"Mark" == Mark Lentczner <markl(_at_)glyphic(_dot_)com> writes:
Mark> My stats also collected how often each step was used in
Mark> yielding the result. Out of over 7,000 messages, only 8
Mark> ever used step 2 (Resent-From:) and none used step 1
Mark> (Resent-Sender:). Perhaps these aren't important and only
Mark> complicate the issue. Without them, the "Sender if it is
Mark> there, otherwise From" logic is just the 2822 definition of
Mark> who the injector is.
I disagree. The PRA algorithm, in its current form, is a perfect
description of the 2822 semantics.
Surely if the message contains a Resent-From (and no Resent-Sender),
then according to 2822 the Resent-From is the person who sent you this
message?
And if it contains Resent-From and Resent-Sender, then the
Resent-Sender is the person who sent you the message on behalf of the
Resent-From.
Personally I think this analysis of statistics is useful, but possibly
misguided in intent (or at least misconstrued in intent by some
participants).
I don't see the PRA algorithm as some heuristic to try and construct
some new kind of identity from the headers; the PRA is a natural
concept that falls out of the headers defined by 822. If you want to
know who (according to the headers) sent you a message, would you do
anything substantially different from what the PRA algorithm
specifies?
If we're going to use a header identity rather than the envelope
identity, then the PRA is the only obvious identity to use; I've
believed that since before Caller ID was proposed, and I have yet to
see anyone make a convincing argument for any other header identity.
An IP-based authentication scheme obviously needs to look at who
actually sent the message, not on whose behalf it was sent (that
implies using Sender in preference to From). And it needs to look at
the immediate sender, which implies using the Resent headers in the
case of a resent message. And using the most recent resent headers in
the case of a multiply-resent message (which is permitted by 2822).
If we're going to spend time on the PRA, I think we should be
analysing it semantically, not statistically. We should be looking at
the details and the corner cases.
How does the current algorithm handle borderline messages (ie
technically malformed, but acceptable to a liberal parser)? Are there
any important corner cases that occur in the wild due to non-compliant
systems?
What are the issues with header order and the algorithm for selecting
the Resent header? (822 restricted messages to a single set of Resent
headers, but places no restrictions on placement. 2822 contrains
placement and allows multiple resending, but qualifies this with a
confusing SHOULD in the description of Resent headers which seems to
be at odds with the BNF.)
We know the broad outline of what is going to go to last call. Unless
anyone thinks that they can gain concensus for a significant change of
tack, lets focus on the little details.
I certainly wasn't expecting my proposal for revising the PRA
algorithm to be adopted with absolutely no discussion or even comment.

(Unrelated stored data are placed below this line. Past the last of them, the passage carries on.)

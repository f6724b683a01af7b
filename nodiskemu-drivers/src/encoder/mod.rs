//! Rotary encoder and push button poller
//!
//! Two entry points advance the state:
//!
//! - [`Encoder::tick`] from a periodic timer (1-5 ms) samples the A/B
//!   channels and updates the position counter
//! - [`Encoder::button_isr`] from the button's pin-change interrupt
//!   records the raw level and when it changed
//!
//! Foreground code reads [`Encoder::position`] / [`Encoder::take_position`]
//! and the debounced button state. When the encoder is shared with an
//! interrupt handler, keep it in a critical-section mutex the same way
//! `nodiskemu_core::Serial` keeps its queues.

mod button;
mod quadrature;

pub use button::{Debouncer, Tick};
pub use quadrature::{Direction, QuadratureDecoder};

use nodiskemu_hal::InputPin;

/// Encoder timing configuration
#[derive(Debug, Clone, Copy, PartialEq, Eq)]
#[cfg_attr(feature = "defmt", derive(defmt::Format))]
pub struct EncoderConfig {
    /// Ticks a button level must hold before it is trusted
    pub debounce_ticks: Tick,
}

impl Default for EncoderConfig {
    fn default() -> Self {
        Self { debounce_ticks: 20 }
    }
}

/// Input events from the front panel
#[derive(Debug, Clone, Copy, PartialEq, Eq)]
#[cfg_attr(feature = "defmt", derive(defmt::Format))]
pub enum InputEvent {
    /// Encoder rotated clockwise (1 detent)
    EncoderCw,
    /// Encoder rotated counter-clockwise (1 detent)
    EncoderCcw,
    /// Button pressed (debounced)
    ButtonPressed,
    /// Button released (debounced)
    ButtonReleased,
}

/// Quadrature encoder with an active-low push button
pub struct Encoder<A, B, BTN> {
    a: A,
    b: B,
    button: BTN,
    config: EncoderConfig,
    decoder: QuadratureDecoder,
    debouncer: Debouncer,
    position: i8,
}

impl<A: InputPin, B: InputPin, BTN: InputPin> Encoder<A, B, BTN> {
    /// Create the poller, sampling all three lines at `now`
    pub fn new(a: A, b: B, button: BTN, config: EncoderConfig, now: Tick) -> Self {
        let decoder = QuadratureDecoder::new(a.is_high(), b.is_high());
        let debouncer = Debouncer::new(button.is_low(), now);

        #[cfg(feature = "defmt")]
        defmt::debug!("encoder: debounce {} ticks", config.debounce_ticks);

        Self {
            a,
            b,
            button,
            config,
            decoder,
            debouncer,
            position: 0,
        }
    }

    /// Periodic sampling of the A/B channels
    ///
    /// Returns the rotation event for a completed detent. The position
    /// counter moves by one per detent and wraps like an `i8`.
    pub fn tick(&mut self) -> Option<InputEvent> {
        let direction = self.decoder.update(self.a.is_high(), self.b.is_high())?;
        match direction {
            Direction::Clockwise => {
                self.position = self.position.wrapping_add(1);
                Some(InputEvent::EncoderCw)
            }
            Direction::CounterClockwise => {
                self.position = self.position.wrapping_sub(1);
                Some(InputEvent::EncoderCcw)
            }
        }
    }

    /// Button pin-change handler
    pub fn button_isr(&mut self, now: Tick) {
        self.debouncer.record(self.button.is_low(), now);
    }

    /// Debounced button state, `None` while it is still settling
    pub fn button(&self, now: Tick) -> Option<bool> {
        self.debouncer.stable(now, self.config.debounce_ticks)
    }

    /// Report each debounced press and release once
    pub fn poll_button(&mut self, now: Tick) -> Option<InputEvent> {
        self.debouncer
            .poll(now, self.config.debounce_ticks)
            .map(|pressed| {
                if pressed {
                    InputEvent::ButtonPressed
                } else {
                    InputEvent::ButtonReleased
                }
            })
    }
}

impl<A, B, BTN> Encoder<A, B, BTN> {
    /// Accumulated detents since creation or the last [`Encoder::take_position`]
    pub fn position(&self) -> i8 {
        self.position
    }

    /// Read and reset the position counter
    pub fn take_position(&mut self) -> i8 {
        core::mem::take(&mut self.position)
    }

    /// Tick of the last raw button transition
    pub fn last_button_change(&self) -> Tick {
        self.debouncer.last_change()
    }

    /// Encoder configuration
    pub fn config(&self) -> &EncoderConfig {
        &self.config
    }
}
//! Error types

/// Errors from the non-blocking serial entry points
#[derive(Debug, Clone, Copy, PartialEq, Eq)]
#[cfg_attr(feature = "defmt", derive(defmt::Format))]
pub enum SerialError {
    /// Transmit queue has no free slot
    TxFull,
}

impl core::fmt::Display for SerialError {
    fn fmt(&self, f: &mut core::fmt::Formatter<'_>) -> core::fmt::Result {
        match self {
            SerialError::TxFull => f.write_str("transmit queue full"),
        }
    }
}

It was the product of several minutes of consideration on my part, and
was intended to be a starting point for discussion, not a fait
accomplis. I think it works, and the -core authors have done a decent
job of restating it more succinctly, but have we got the semantics
exactly right?
I _think_ so (besides my doubts about retain the "non-empty" check)
but I don't have confidence that anyone other than myself and the ID
authors have spent any time looking at it with a critical eye.
This is really a general complaint about the way this WG has operated;
there has been _far_ too little technical discussion of the details of
the proposals that are supposed to be going to last call in a very
small number of weeks. Lots of discussion of the big picture, at
times verging on out-of-scope, but little discussion of the actual
documents that we are supposed to be advancing...
(This complaint is in no way directed at Mark or any other specific
contributors to this thread, but to the WG as a whole.)
-roy